At the other extreme, a recently arising pathogenic variant will not be repeatedly linked to the same array of mtDNA variants and will be very rarely in the overall population, as it is continually being removed by selection. Therefore, novel mtDNA variants or one found very rarely in the population have a greater probability of being pathogenic. If the variant also affects a functionally important mitochondrial function and is heteroplasmic, this further increases the likelihood that the mutation is contributing to the disease.21
On the basis of this logic, we have developed a database of several thousand mtDNA sequences that encompasses much of the global mtDNA variation. In addition, we have developed a computer program, MITOMASTER,23
which will analyze a patient mtDNA sequence based on its deviations from a master reference sequence and then use this list of variants to deduce the patient's haplogroup. The variants are then compared with all other mtDNAs in that haplogroup and the common haplogroup variants identified. The frequency of each variant is also calculated.
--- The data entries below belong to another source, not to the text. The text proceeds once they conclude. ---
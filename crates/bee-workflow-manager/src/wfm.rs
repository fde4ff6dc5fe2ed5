//! The Workflow Manager facade: owns the per-workflow state machine and the
//! event flow between the Graph Store, the Scheduler and the Task Manager.
//!
//! ```text
//! Pending --start--> Running --pause--> Paused
//!                      |  ^               |
//!                      |  +------resume---+
//!                      |
//!                      +--complete--> Archived
//!                      +--cancel----> Archived
//!                      +--fail------> Archived
//! ```

use std::collections::HashSet;
use std::path::PathBuf;
use std::sync::Arc;

use bee_common::{BeeConfig, TaskId, WorkflowId};
use bee_graph_store::{GraphStore, Task, TaskState, Workflow, WorkflowState};
use bee_scheduler::{choose, Resource, ScheduleOpts};
use parking_lot::RwLock;

use crate::archive;
use crate::dispatch;
use crate::error::WfmError;
use crate::tm_client::TmClient;
use crate::types::JobStateWire;

/// A task is only eligible for an automatic restart when it carries a
/// `CheckpointRequirement` hint; retries are bounded by this monotonic
/// counter, reset only by a fresh workflow submission.
pub const DEFAULT_MAX_RESTARTS: u32 = 3;

pub struct Wfm {
    pub graph: Arc<GraphStore>,
    pub tm: TmClient,
    pub config: BeeConfig,
    resources: RwLock<Vec<Resource>>,
    /// Tasks already handed to the TM this lifecycle -- guards against
    /// re-dispatching the same task id on a subsequent scheduler pass
    /// (no double submit).
    dispatched: RwLock<HashSet<TaskId>>,
}

impl Wfm {
    pub fn new(graph: Arc<GraphStore>, tm: TmClient, config: BeeConfig, resources: Vec<Resource>) -> Self {
        Self {
            graph,
            tm,
            config,
            resources: RwLock::new(resources),
            dispatched: RwLock::new(HashSet::new()),
        }
    }

    pub fn set_resources(&self, resources: Vec<Resource>) {
        *self.resources.write() = resources;
    }

    pub fn workflow_dir(&self, wf_id: WorkflowId) -> PathBuf {
        self.config.workdir.join("workflows").join(wf_id.to_string())
    }

    /// Registers a parsed workflow and its tasks. The CWL parse itself is
    /// an external collaborator's job; this is where its output
    /// enters the orchestration core.
    pub fn submit(&self, wf: Workflow, tasks: Vec<Task>) -> Result<WorkflowId, WfmError> {
        let wf_id = wf.id;
        std::fs::create_dir_all(self.workflow_dir(wf_id))?;
        self.graph.initialize_workflow(wf)?;
        for task in tasks {
            self.graph.load_task(task)?;
        }
        Ok(wf_id)
    }

    /// `Pending -> Running`, releasing the workflow's entry tasks.
    pub async fn start(&self, wf_id: WorkflowId) -> Result<(), WfmError> {
        let wf = self.graph.get_workflow(wf_id)?;
        if wf.state != WorkflowState::Pending {
            return Err(WfmError::BadTransition(format!(
                "cannot start workflow {wf_id} from {:?}",
                wf.state
            )));
        }
        let ready = self.graph.execute_workflow(wf_id)?;
        self.schedule_and_dispatch(wf_id, ready).await?;
        self.maybe_archive(wf_id).await?;
        Ok(())
    }

    /// `Running -> Paused`. Newly arriving TM state updates still get
    /// written to the graph store while paused; they just don't trigger a
    /// new scheduler invocation until resume.
    pub fn pause(&self, wf_id: WorkflowId) -> Result<(), WfmError> {
        self.graph
            .pause_workflow(wf_id)
            .map_err(|_| WfmError::BadTransition(format!("cannot pause workflow {wf_id}")))
    }

    /// `Paused -> Running`, then hands every currently-ready task to the
    /// scheduler and the TM.
    pub async fn resume(&self, wf_id: WorkflowId) -> Result<(), WfmError> {
        self.graph
            .resume_workflow(wf_id)
            .map_err(|_| WfmError::BadTransition(format!("cannot resume workflow {wf_id}")))?;
        let ready: Vec<TaskId> = self.graph.get_ready_tasks(wf_id).into_iter().map(|t| t.id).collect();
        self.schedule_and_dispatch(wf_id, ready).await
    }

    /// Best-effort cancel: requests a TM cancel for every non-terminal
    /// task, marks them `CANCELLED`, and archives.
    pub async fn cancel(&self, wf_id: WorkflowId) -> Result<(), WfmError> {
        self.cancel_non_terminal_tasks(wf_id).await?;
        self.archive(wf_id).await
    }

    /// Requests a TM cancel for every task in `wf_id` not already terminal
    /// and marks it `CANCELLED`. Shared by `cancel()` and the terminal-
    /// failure path in `on_task_state`, both of which must leave every task
    /// terminal before archiving.
    async fn cancel_non_terminal_tasks(&self, wf_id: WorkflowId) -> Result<(), WfmError> {
        let tasks = self.graph.list_tasks(wf_id);
        for task in &tasks {
            if !task.state.is_terminal() {
                let _ = self.tm.cancel(task.id).await;
                self.graph.set_task_state(task.id, TaskState::Cancelled)?;
            }
        }
        Ok(())
    }

    /// The TM's state-change callback, funneled here per workflow. Delivery
    /// is at-least-once; applying the same `(task_id, state)` twice is a
    /// no-op by construction, since a task already in a
    /// terminal state is never re-finalized.
    pub async fn on_task_state(
        &self,
        wf_id: WorkflowId,
        task_id: TaskId,
        job_state: JobStateWire,
        output: Option<serde_json::Value>,
    ) -> Result<(), WfmError> {
        let current = self.graph.get_task_state(task_id)?;
        if current.is_terminal() {
            tracing::debug!(task_id = %task_id, "ignoring update for already-terminal task");
            return Ok(());
        }

        let new_state = job_state.to_task_state();
        self.graph.set_task_state(task_id, new_state.clone())?;

        if !new_state.is_terminal() {
            return Ok(());
        }

        if new_state == TaskState::Completed {
            self.resolve_outputs(task_id, output)?;
        }

        let ready = self.graph.finalize_task(task_id)?;

        if new_state == TaskState::Failed {
            if let Some(new_task) = self.try_restart(task_id).await? {
                self.schedule_and_dispatch(wf_id, vec![new_task]).await?;
            } else if self.task_required(wf_id, task_id) {
                self.graph.set_workflow_state(wf_id, WorkflowState::Failed)?;
                // A required task's unrestarted failure ends the workflow
                // immediately -- sweep the remaining siblings to CANCELLED
                // so every task is terminal and archive unconditionally,
                // rather than via `maybe_archive`'s `workflow_completed()`
                // check, which can never pass while siblings are pending.
                self.cancel_non_terminal_tasks(wf_id).await?;
                return self.archive(wf_id).await;
            }
        }

        let wf_state = self.graph.get_workflow(wf_id)?.state;
        if wf_state != WorkflowState::Paused && wf_state != WorkflowState::Failed {
            self.schedule_and_dispatch(wf_id, ready).await?;
        }

        self.maybe_archive(wf_id).await?;
        Ok(())
    }

    /// Sets output port values from a `glob` match when one was declared,
    /// else a `"temp"` placeholder sentinel when neither is available.
    fn resolve_outputs(&self, task_id: TaskId, output: Option<serde_json::Value>) -> Result<(), WfmError> {
        let task = self.graph.get_task(task_id)?;
        for port in &task.outputs {
            let value = match (&port.glob, &output) {
                (Some(glob), _) => serde_json::Value::String(glob.clone()),
                (None, Some(v)) => v.clone(),
                (None, None) => serde_json::Value::String("temp".to_string()),
            };
            self.graph.set_output_value(task_id, &port.id, value)?;
        }
        Ok(())
    }

    /// Restarts `task_id` if it carries a `CheckpointRequirement` hint and
    /// hasn't exhausted its restart budget; returns the new task id.
    async fn try_restart(&self, task_id: TaskId) -> Result<Option<TaskId>, WfmError> {
        let task = self.graph.get_task(task_id)?;
        if !task.has_checkpoint_requirement() {
            return Ok(None);
        }
        match self.graph.restart_task(task_id, DEFAULT_MAX_RESTARTS) {
            Ok(new_task) => {
                self.graph.set_task_state(new_task.id, TaskState::Ready)?;
                Ok(Some(new_task.id))
            }
            Err(e) => {
                tracing::warn!(task_id = %task_id, error = %e, "restart budget exhausted");
                Ok(None)
            }
        }
    }

    /// Whether `task_id` failing should fail the whole workflow. The data
    /// model has no notion of an optional task, so every task is required
    /// for completion.
    fn task_required(&self, _wf_id: WorkflowId, _task_id: TaskId) -> bool {
        true
    }

    /// Runs the scheduler over `ready_ids` against the current resource
    /// inventory and hands every resulting allocation to the TM. Tasks that
    /// come back unscheduleable stay `READY` for the next invocation.
    async fn schedule_and_dispatch(&self, wf_id: WorkflowId, ready_ids: Vec<TaskId>) -> Result<(), WfmError> {
        if ready_ids.is_empty() {
            return Ok(());
        }
        let tasks: Vec<Task> = ready_ids
            .iter()
            .filter_map(|id| self.graph.get_task(*id).ok())
            .collect();

        let mut sched_tasks = Vec::with_capacity(tasks.len());
        for t in &tasks {
            sched_tasks.push(dispatch::sched_task_for(t)?);
        }

        let resources = self.resources.read().clone();
        let algorithm = choose(
            sched_tasks.len(),
            self.config.scheduler.mars_threshold,
            false,
            &self.config.scheduler.default_algorithm,
        );
        let opts = ScheduleOpts { now: now_seconds() };
        algorithm.schedule_all(&mut sched_tasks, &resources, &opts)?;

        let workflow_dir = self.workflow_dir(wf_id);
        for (task, sched) in tasks.iter().zip(sched_tasks.iter()) {
            if sched.allocations.is_empty() {
                continue;
            }
            if !self.dispatched.write().insert(task.id) {
                continue;
            }
            let scheduled_task = dispatch::scheduled_task_for(task, &workflow_dir);
            self.tm.submit(&scheduled_task).await?;
        }
        Ok(())
    }

    async fn maybe_archive(&self, wf_id: WorkflowId) -> Result<(), WfmError> {
        if self.graph.workflow_completed(wf_id) {
            self.archive(wf_id).await?;
        }
        Ok(())
    }

    /// Serializes the workflow directory into a tarball, marks the
    /// workflow `Archived`, and releases the task ids it dispatched (so a
    /// purge/reset can reuse the lineage without tripping the no-double-
    /// submit guard).
    async fn archive(&self, wf_id: WorkflowId) -> Result<(), WfmError> {
        let wf = self.graph.get_workflow(wf_id)?;
        if wf.state == WorkflowState::Archived {
            return Ok(());
        }
        let workflow_dir = self.workflow_dir(wf_id);
        archive::write_archive(&workflow_dir, &self.config.archive_root, wf_id)?;
        self.graph.set_workflow_state(wf_id, WorkflowState::Archived)?;
        tracing::info!(wf_id = %wf_id, "workflow archived");
        Ok(())
    }
}

fn now_seconds() -> i64 {
    std::time::SystemTime::now()
        .duration_since(std::time::UNIX_EPOCH)
        .map(|d| d.as_secs() as i64)
        .unwrap_or(0)
}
Rare, non-haplogroup-associated variants are then analyzed for the gene affected, sequence conservation, and functional consequences permitting assessment of the potential pathogenicity of the variant. To test the capacity of this system to help assess the pathogenic potential of mtDNA mutations, we now apply our MITOMASTER analysis system to a set of 29 mtDNA sequences from patients with mitochondrial cardiomyopathy and other mitochondrial clinical phenotypes. The systematic approach allowed us to prioritize mtDNA sequence variants for functional analysis to establish pathogenicity.